Título: Brasileiros não são invasores, diz Lula em ato a militares mortos
Autor: Mendes, Vannildo ;Scinocca, Ana Paula
Fonte: O Estado de São Paulo, 22/01/2010, Internacional, p. A15

Em solenidade com 18 caixões, presidente confere a vítimas no Haiti Medalha do Pacificador

Em meio aos desencontros entre Brasil e Estados Unidos sobre a ajuda ao Haiti, o presidente Luiz Inácio Lula da Silva usou ontem a homenagem aos militares mortos no terremoto para ressaltar o papel brasileiro na missão de paz. "O soldado brasileiro nunca foi confundido com invasores estrangeiros, muito pelo contrário", afirmou o presidente. Ele condecorou cada um dos mortos com a medalha do Pacificador, cumprimentou as viúvas e parentes e agradeceu "a bravura" com que os militares atuam na missão de paz do Haiti. "As palavras se tornam frágeis diante da brutalidade dos fatos", lamentou Lula.

Carregada de emoção, a solenidade foi realizada na Base Aérea de Brasília diante dos parentes das vítimas e contou com a presença de todo o ministério. Lula também citou no seu discurso os dois civis brasileiros mortos no terremoto: a médica Zilda Arns, fundadora da Pastoral da Criança e o diplomata Luiz Carlos da Costa. Mas as principais honras foram destinadas aos militares, que o presidente qualificou de "destemidos compatriotas". Para Lula, a presença brasileira no Haiti representa "a mais nobre missão humanitária" já efetivada pelas Forças Armadas.

Depois da cerimônia, os corpos foram levados juntamente com os parentes em aviões da Força Aérea Brasileira para sepultamento, hoje, em seus Estados de origem. O primeiro enterro, do major Francisco Adolfo Vianna Martins Filho, ocorreu ontem mesmo, em Brasília.
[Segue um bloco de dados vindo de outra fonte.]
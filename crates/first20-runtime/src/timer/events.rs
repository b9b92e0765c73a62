//! Countdown events

use chrono::{DateTime, Utc};
use serde::{Deserialize, Serialize};

/// Event emitted by a countdown engine
#[derive(Debug, Clone, Serialize, Deserialize, PartialEq)]
pub struct TimerEvent {
    pub event_type: TimerEventType,
    pub timer_id: String,
    pub timestamp: DateTime<Utc>,
}

/// Types of countdown events
#[derive(Debug, Clone, Serialize, Deserialize, PartialEq)]
#[serde(tag = "type", rename_all = "snake_case")]
pub enum TimerEventType {
    /// Countdown started
    Started { time_left: u32 },
    /// One second elapsed
    Tick { time_left: u32 },
    /// Countdown paused by the user
    Paused { time_left: u32 },
    /// Countdown reached zero and stopped
    Expired,
    /// Countdown set back to the full budget
    Reset,
    /// Remaining time written to the backend
    Checkpointed { time_left: u32 },
    /// Remaining time could not be written; the engine holds it until the next checkpoint
    CheckpointFailed { message: String },
}

impl TimerEvent {
    pub fn new(event_type: TimerEventType, timer_id: String) -> Self {
        Self {
            event_type,
            timer_id,
            timestamp: Utc::now(),
        }
    }

    pub fn started(timer_id: String, time_left: u32) -> Self {
        Self::new(TimerEventType::Started { time_left }, timer_id)
    }

    pub fn tick(timer_id: String, time_left: u32) -> Self {
        Self::new(TimerEventType::Tick { time_left }, timer_id)
    }

    pub fn paused(timer_id: String, time_left: u32) -> Self {
        Self::new(TimerEventType::Paused { time_left }, timer_id)
    }

    pub fn checkpointed(timer_id: String, time_left: u32) -> Self {
        Self::new(TimerEventType::Checkpointed { time_left }, timer_id)
    }

    pub fn checkpoint_failed(timer_id: String, message: String) -> Self {
        Self::new(TimerEventType::CheckpointFailed { message }, timer_id)
    }
}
As histórias das famílias são, em geral, comoventes, como a do cabo Douglas Pedrotti Neckel, morto no desabamento do Forte 22, onde residiam os brasileiros. "Ele estava de malas prontas para voltar para casa", contou o irmão Rogério, com os olhos marejados. "Sua morte prematura causou muito luto e sofrimento à família." Ele contou que atuar no Haiti era o sonho do irmão, que fez o último contato com a família no dia da tragédia. "Ele disse que sentia que a missão estava cumprida." Rogério relatou que, na sua saudação, Lula pôs a mão no seu ombro e disse: "Força, tenham orgulho porque vocês têm um herói na família."

Cely Zanin, viúva do coronel João Eliseu Souza Zanin, paulista de Mirassol, de 46 anos, fez um curto comentário sobre o marido. "Era um homem íntegro e motivo de muito orgulho para seus filhos", disse ela, emocionada. Zanin participava de uma reunião, em companhia de três outros oficiais brasileiros, na sede da missão de paz da ONU, a Minustah, no Hotel Christopher, que desabou.

Outro oficial que morreu ao lado de Zanin foi o coronel Marcus Vinícius Cysneiros, de 42 anos, de Niterói. "Ele era o único militar da família e fez uma carreira com dedicação extrema", disse o irmão dele, Marcelo Cysneiros.

INDENIZAÇÃO

O governo vai conceder R$ 500 mil a cada uma das famílias dos 18 militares mortos no terremoto. O valor deverá ser dividido entre os dependentes do militar morto, de acordo com critérios aplicados na legislação militar.

Além da indenização, o governo também vai oferecer um segundo benefício aos estudantes dependentes. Cada um deles receberá uma Bolsa-Educação de R$ 510 mensais até que o estudante complete 24 anos.

Conforme o regulamento militar, as viúvas receberão pensão vitalícia equivalente ao soldo dos cônjuges, que receberam uma promoção post-mortem, equivalente a uma patente acima. Os parentes ainda terão direito a uma indenização da ONU.